## TASK PROMPT
Copy out exactly the lines below that run from the one holding "filename crates/bvbuilder-adapters/src/template_store/memory.rs" to the one holding "overrides shadow built-ins.", keeping both of those lines and no others.

PROVIDED ENTRIES START

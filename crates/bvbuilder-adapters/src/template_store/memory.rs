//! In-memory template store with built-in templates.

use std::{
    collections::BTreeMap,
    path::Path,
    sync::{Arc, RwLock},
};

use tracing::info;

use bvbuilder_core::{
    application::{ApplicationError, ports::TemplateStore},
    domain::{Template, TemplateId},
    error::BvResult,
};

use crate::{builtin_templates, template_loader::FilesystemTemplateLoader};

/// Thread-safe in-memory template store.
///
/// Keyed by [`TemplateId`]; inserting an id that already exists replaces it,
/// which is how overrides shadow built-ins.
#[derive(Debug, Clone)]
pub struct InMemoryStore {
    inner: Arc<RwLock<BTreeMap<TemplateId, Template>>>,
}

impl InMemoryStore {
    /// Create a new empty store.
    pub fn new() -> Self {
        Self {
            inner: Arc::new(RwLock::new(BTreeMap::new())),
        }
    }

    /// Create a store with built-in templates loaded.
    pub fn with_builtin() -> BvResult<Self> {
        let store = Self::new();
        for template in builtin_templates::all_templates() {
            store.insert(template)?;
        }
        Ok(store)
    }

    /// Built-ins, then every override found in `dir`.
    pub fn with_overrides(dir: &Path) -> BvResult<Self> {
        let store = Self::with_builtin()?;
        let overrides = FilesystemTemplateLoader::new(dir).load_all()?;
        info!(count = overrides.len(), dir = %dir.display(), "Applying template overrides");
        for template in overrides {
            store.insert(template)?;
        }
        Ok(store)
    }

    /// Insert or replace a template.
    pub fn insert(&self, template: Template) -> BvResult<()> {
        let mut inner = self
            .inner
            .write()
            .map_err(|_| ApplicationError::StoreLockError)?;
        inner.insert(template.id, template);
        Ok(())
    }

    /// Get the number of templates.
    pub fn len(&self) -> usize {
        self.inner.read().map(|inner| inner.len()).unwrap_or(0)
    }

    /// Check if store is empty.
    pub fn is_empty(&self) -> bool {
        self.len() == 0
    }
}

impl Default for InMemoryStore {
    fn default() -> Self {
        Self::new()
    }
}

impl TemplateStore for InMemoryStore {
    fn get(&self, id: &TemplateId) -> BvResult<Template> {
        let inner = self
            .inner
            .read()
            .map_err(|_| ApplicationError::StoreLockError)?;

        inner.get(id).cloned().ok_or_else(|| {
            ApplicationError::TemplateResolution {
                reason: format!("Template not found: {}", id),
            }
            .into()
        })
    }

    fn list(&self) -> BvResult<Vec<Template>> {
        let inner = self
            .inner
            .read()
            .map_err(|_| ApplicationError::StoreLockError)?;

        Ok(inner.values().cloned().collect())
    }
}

PROVIDED ENTRIES END
PROVIDED ENTRIES START

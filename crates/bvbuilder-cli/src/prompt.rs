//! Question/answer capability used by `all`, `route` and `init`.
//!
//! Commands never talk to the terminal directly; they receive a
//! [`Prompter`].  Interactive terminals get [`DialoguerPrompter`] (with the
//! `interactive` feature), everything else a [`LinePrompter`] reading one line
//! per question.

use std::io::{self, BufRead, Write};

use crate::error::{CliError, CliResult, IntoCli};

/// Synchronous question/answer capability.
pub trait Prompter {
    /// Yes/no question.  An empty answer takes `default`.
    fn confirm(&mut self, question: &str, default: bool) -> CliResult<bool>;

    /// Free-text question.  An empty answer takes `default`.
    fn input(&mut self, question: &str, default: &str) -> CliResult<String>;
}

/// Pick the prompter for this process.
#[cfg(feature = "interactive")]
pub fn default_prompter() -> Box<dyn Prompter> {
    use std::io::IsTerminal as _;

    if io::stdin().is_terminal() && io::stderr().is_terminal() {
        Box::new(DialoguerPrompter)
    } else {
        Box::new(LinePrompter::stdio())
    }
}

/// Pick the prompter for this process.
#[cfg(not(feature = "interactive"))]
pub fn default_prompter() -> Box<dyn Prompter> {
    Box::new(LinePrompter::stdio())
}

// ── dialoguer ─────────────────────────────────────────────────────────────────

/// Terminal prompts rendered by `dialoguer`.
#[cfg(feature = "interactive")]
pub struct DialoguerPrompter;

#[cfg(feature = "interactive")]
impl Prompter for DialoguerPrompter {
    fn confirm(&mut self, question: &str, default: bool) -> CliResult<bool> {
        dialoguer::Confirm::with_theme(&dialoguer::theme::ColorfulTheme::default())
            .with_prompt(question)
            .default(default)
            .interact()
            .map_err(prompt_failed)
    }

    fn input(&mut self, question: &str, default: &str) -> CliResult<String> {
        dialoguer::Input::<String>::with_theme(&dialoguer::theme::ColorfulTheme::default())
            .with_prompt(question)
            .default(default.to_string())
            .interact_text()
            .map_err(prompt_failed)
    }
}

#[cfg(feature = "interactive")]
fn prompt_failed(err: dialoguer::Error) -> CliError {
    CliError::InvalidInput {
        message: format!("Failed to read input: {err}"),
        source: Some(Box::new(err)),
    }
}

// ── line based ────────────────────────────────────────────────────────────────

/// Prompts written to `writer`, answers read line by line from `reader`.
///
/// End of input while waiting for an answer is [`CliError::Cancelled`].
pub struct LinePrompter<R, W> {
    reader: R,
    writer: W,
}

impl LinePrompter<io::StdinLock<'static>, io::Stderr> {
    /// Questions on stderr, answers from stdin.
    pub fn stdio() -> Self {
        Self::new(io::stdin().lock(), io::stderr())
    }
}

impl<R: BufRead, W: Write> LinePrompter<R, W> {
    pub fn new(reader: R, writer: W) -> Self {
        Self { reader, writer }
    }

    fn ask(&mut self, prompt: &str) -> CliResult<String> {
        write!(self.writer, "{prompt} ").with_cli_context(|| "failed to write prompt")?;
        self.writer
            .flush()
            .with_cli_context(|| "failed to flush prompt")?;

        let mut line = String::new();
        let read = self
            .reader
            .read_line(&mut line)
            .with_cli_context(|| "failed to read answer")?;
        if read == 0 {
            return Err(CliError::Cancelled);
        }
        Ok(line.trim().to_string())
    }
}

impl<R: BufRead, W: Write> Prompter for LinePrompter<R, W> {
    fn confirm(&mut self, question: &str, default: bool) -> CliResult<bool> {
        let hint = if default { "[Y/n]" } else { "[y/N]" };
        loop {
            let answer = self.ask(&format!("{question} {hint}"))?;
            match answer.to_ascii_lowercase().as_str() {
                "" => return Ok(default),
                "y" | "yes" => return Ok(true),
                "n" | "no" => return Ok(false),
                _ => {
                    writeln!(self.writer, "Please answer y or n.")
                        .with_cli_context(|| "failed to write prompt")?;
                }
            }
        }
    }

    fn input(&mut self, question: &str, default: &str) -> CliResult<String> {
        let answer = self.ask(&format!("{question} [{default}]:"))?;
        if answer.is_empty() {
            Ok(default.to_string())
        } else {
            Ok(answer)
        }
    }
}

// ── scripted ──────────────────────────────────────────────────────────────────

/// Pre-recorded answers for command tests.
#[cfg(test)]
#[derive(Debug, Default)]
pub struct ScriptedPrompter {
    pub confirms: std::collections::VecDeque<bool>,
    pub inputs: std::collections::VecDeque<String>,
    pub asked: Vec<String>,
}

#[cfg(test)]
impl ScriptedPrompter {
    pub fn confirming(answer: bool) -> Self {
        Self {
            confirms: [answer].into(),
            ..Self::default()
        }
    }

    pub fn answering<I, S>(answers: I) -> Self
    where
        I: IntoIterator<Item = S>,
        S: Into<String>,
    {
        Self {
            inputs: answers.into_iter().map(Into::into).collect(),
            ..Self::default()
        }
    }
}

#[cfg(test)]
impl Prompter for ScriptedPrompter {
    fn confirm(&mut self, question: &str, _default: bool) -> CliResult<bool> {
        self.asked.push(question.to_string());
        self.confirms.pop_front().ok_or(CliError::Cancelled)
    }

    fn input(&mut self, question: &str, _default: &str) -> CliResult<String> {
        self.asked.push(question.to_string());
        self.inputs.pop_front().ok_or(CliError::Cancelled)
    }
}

PROVIDED ENTRIES END

## RESPONSE TO THE EXERCISE
filename crates/bvbuilder-adapters/src/template_store/memory.rs
//! In-memory template store with built-in templates.

use std::{
    collections::BTreeMap,
    path::Path,
    sync::{Arc, RwLock},
};

use tracing::info;

use bvbuilder_core::{
    application::{ApplicationError, ports::TemplateStore},
    domain::{Template, TemplateId},
    error::BvResult,
};

use crate::{builtin_templates, template_loader::FilesystemTemplateLoader};

/// Thread-safe in-memory template store.
///
/// Keyed by [`TemplateId`]; inserting an id that already exists replaces it,
/// which is how overrides shadow built-ins.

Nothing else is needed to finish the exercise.